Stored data
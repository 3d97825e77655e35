//! Researcher scoring.
//!
//! Each qualified researcher gets five normalized terms in `[0, 1]`:
//!
//! | Term | Definition |
//! |------|-----------|
//! | travel | 15-minute band (1, 2, 3, 4, 6) / 6; 75+ minutes excludes |
//! | workload | assigned visits / weekly availability (1.0 when none) |
//! | large team | own large-team visits / all large-team visits |
//! | bike | own bike visits / all bike visits |
//! | project | own visits of this project / all visits of this project |
//!
//! The score is the weighted sum (default weights 4, 32, 3, 1, 1).
//! Lower wins; ties keep the input order.

use std::collections::HashMap;
use std::sync::Arc;

use serde::{Deserialize, Serialize};

use super::travel::TravelTimeSource;
use crate::config::ScoreWeights;
use crate::models::{Researcher, ResearcherId, ResearcherLoad, Visit};

/// Travel time (minutes) at which a researcher is excluded.
pub const TRAVEL_EXCLUSION_MINUTES: u32 = 75;

/// Highest travel band, used for normalization.
const MAX_TRAVEL_BAND: f64 = 6.0;

/// Travel band for `minutes`, `None` when excluded.
pub fn travel_band(minutes: u32) -> Option<u32> {
    match minutes {
        0..=15 => Some(1),
        16..=30 => Some(2),
        31..=45 => Some(3),
        46..=60 => Some(4),
        m if m < TRAVEL_EXCLUSION_MINUTES => Some(6),
        _ => None,
    }
}

fn ratio(part: u32, whole: u32) -> f64 {
    if whole == 0 {
        0.0
    } else {
        f64::from(part) / f64::from(whole)
    }
}

/// Week-wide denominators of the ratio terms.
#[derive(Debug, Clone, Default, PartialEq, Eq, Serialize, Deserialize)]
pub struct PlanTotals {
    /// Planned visits needing more than two researchers.
    pub large_team: u32,
    /// Planned bike visits.
    pub fiets: u32,
    /// Planned visits per project.
    pub by_project: HashMap<u32, u32>,
}

impl PlanTotals {
    /// Totals over the planned visits.
    pub fn from_visits<'a>(visits: impl IntoIterator<Item = &'a Visit>) -> Self {
        let mut totals = Self::default();
        for v in visits {
            if v.is_large_team() {
                totals.large_team += 1;
            }
            if v.requirements.fiets {
                totals.fiets += 1;
            }
            if let Some(project) = v.project_id {
                *totals.by_project.entry(project).or_default() += 1;
            }
        }
        totals
    }
}

/// The five score terms and their weighted sum.
#[derive(Debug, Clone, Copy, Default, PartialEq, Serialize, Deserialize)]
pub struct ScoreBreakdown {
    pub travel: f64,
    pub workload: f64,
    pub large_team: f64,
    pub bike: f64,
    pub project: f64,
    pub total: f64,
}

/// A ranked candidate for one visit.
#[derive(Debug, Clone, PartialEq, Serialize, Deserialize)]
pub struct Candidate {
    pub researcher_id: ResearcherId,
    pub score: ScoreBreakdown,
}

/// Weighted multi-criteria researcher scorer.
#[derive(Clone)]
pub struct ResearcherScorer {
    weights: ScoreWeights,
    travel: Option<Arc<dyn TravelTimeSource>>,
}

impl std::fmt::Debug for ResearcherScorer {
    fn fmt(&self, f: &mut std::fmt::Formatter<'_>) -> std::fmt::Result {
        f.debug_struct("ResearcherScorer")
            .field("weights", &self.weights)
            .field("travel", &self.travel.is_some())
            .finish()
    }
}

impl ResearcherScorer {
    /// Scorer without travel times (travel term 0).
    pub fn new(weights: ScoreWeights) -> Self {
        Self {
            weights,
            travel: None,
        }
    }

    /// Uses `source` for the travel term.
    pub fn with_travel_times(mut self, source: Arc<dyn TravelTimeSource>) -> Self {
        self.travel = Some(source);
        self
    }

    /// Normalized travel term, `None` when the researcher is too far away.
    ///
    /// Missing locations or an unknown route contribute 0.
    pub fn travel_term(&self, researcher: &Researcher, visit: &Visit) -> Option<f64> {
        let minutes = match (&self.travel, &researcher.location, &visit.location) {
            (Some(source), Some(origin), Some(destination)) => source.minutes(origin, destination),
            _ => None,
        };
        match minutes {
            Some(m) => travel_band(m).map(|band| f64::from(band) / MAX_TRAVEL_BAND),
            None => Some(0.0),
        }
    }

    /// Scores one researcher, `None` when excluded by travel time.
    pub fn score(
        &self,
        researcher: &Researcher,
        visit: &Visit,
        load: &ResearcherLoad,
        totals: &PlanTotals,
    ) -> Option<ScoreBreakdown> {
        let travel = self.travel_term(researcher, visit)?;

        let capacity = researcher.availability.total();
        let workload = if capacity == 0 {
            1.0
        } else {
            ratio(load.assigned_visits, capacity)
        };
        let large_team = ratio(load.assigned_large_team, totals.large_team);
        let bike = ratio(load.assigned_fiets, totals.fiets);
        let project = visit.project_id.map_or(0.0, |p| {
            ratio(
                load.for_project(p),
                totals.by_project.get(&p).copied().unwrap_or(0),
            )
        });

        let w = &self.weights;
        let total = w.travel * travel
            + w.workload * workload
            + w.large_team * large_team
            + w.bike * bike
            + w.project * project;

        Some(ScoreBreakdown {
            travel,
            workload,
            large_team,
            bike,
            project,
            total,
        })
    }

    /// Scores and sorts `researchers`, lowest first; excluded ones are dropped.
    pub fn rank<'r>(
        &self,
        researchers: impl IntoIterator<Item = &'r Researcher>,
        visit: &Visit,
        loads: &HashMap<ResearcherId, ResearcherLoad>,
        totals: &PlanTotals,
    ) -> Vec<Candidate> {
        let empty = ResearcherLoad::default();
        let mut ranked: Vec<Candidate> = researchers
            .into_iter()
            .filter_map(|r| {
                let load = loads.get(&r.id).unwrap_or(&empty);
                self.score(r, visit, load, totals).map(|score| Candidate {
                    researcher_id: r.id,
                    score,
                })
            })
            .collect();
        ranked.sort_by(|a, b| a.score.total.total_cmp(&b.score.total));
        ranked
    }
}

#[cfg(test)]
mod tests {
    use super::*;
    use crate::models::WeeklyAvailability;
    use crate::planning::travel::StaticTravelTimes;
    use chrono::NaiveDate;

    fn visit() -> Visit {
        let d = |day| NaiveDate::from_ymd_opt(2025, 6, day).unwrap();
        Visit::new(d(1), d(30)).with_location("Site")
    }

    fn researcher(id: ResearcherId, home: &str) -> Researcher {
        Researcher::new(id, format!("R{id}"))
            .with_location(home)
            .with_availability(WeeklyAvailability::new(2, 0, 3, 0))
    }

    fn scorer() -> ResearcherScorer {
        let times = StaticTravelTimes::new()
            .with("Near", "Site", 10)
            .with("Mid", "Site", 50)
            .with("Far", "Site", 80);
        ResearcherScorer::new(ScoreWeights::default()).with_travel_times(Arc::new(times))
    }

    #[test]
    fn test_travel_bands() {
        assert_eq!(travel_band(0), Some(1));
        assert_eq!(travel_band(15), Some(1));
        assert_eq!(travel_band(16), Some(2));
        assert_eq!(travel_band(45), Some(3));
        assert_eq!(travel_band(60), Some(4));
        assert_eq!(travel_band(74), Some(6));
        assert_eq!(travel_band(75), None);
    }

    #[test]
    fn test_closer_researcher_ranks_first() {
        let pool = vec![researcher(1, "Mid"), researcher(2, "Near")];
        let ranked = scorer().rank(&pool, &visit(), &HashMap::new(), &PlanTotals::default());

        assert_eq!(ranked[0].researcher_id, 2);
        assert!((ranked[0].score.travel - 1.0 / 6.0).abs() < 1e-9);
        assert!((ranked[1].score.travel - 4.0 / 6.0).abs() < 1e-9);
        assert!((ranked[0].score.total - 4.0 / 6.0).abs() < 1e-9);
    }

    #[test]
    fn test_far_researcher_excluded() {
        let pool = vec![researcher(1, "Far")];
        let ranked = scorer().rank(&pool, &visit(), &HashMap::new(), &PlanTotals::default());
        assert!(ranked.is_empty());
    }

    #[test]
    fn test_unknown_route_is_neutral() {
        let r = researcher(1, "Elsewhere");
        let term = scorer().travel_term(&r, &visit());
        assert_eq!(term, Some(0.0));
    }

    #[test]
    fn test_workload_dominates() {
        let pool = vec![researcher(1, "Near"), researcher(2, "Mid")];
        let loads: HashMap<ResearcherId, ResearcherLoad> = [(
            1,
            ResearcherLoad {
                assigned_visits: 3,
                ..ResearcherLoad::default()
            },
        )]
        .into_iter()
        .collect();
        let ranked = scorer().rank(&pool, &visit(), &loads, &PlanTotals::default());
        // 32 * 3/5 outweighs the travel difference
        assert_eq!(ranked[0].researcher_id, 2);
    }

    #[test]
    fn test_zero_capacity_counts_as_full() {
        let r = Researcher::new(1, "Idle");
        let s = scorer()
            .score(&r, &visit(), &ResearcherLoad::default(), &PlanTotals::default())
            .unwrap();
        assert!((s.workload - 1.0).abs() < 1e-9);
    }

    #[test]
    fn test_ratios_and_ties_keep_order() {
        let v = visit().with_project(7);
        let totals = PlanTotals::from_visits([&v]);
        assert_eq!(totals.by_project.get(&7), Some(&1));

        let pool = vec![researcher(1, "Near"), researcher(2, "Near")];
        let ranked = scorer().rank(&pool, &v, &HashMap::new(), &totals);
        assert_eq!(
            ranked.iter().map(|c| c.researcher_id).collect::<Vec<_>>(),
            vec![1, 2]
        );
    }
}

▶ Requirement: Your answer should be a single number: how many lines in the preceding entries contain "Serialize".

▶ Answer to this problem: 4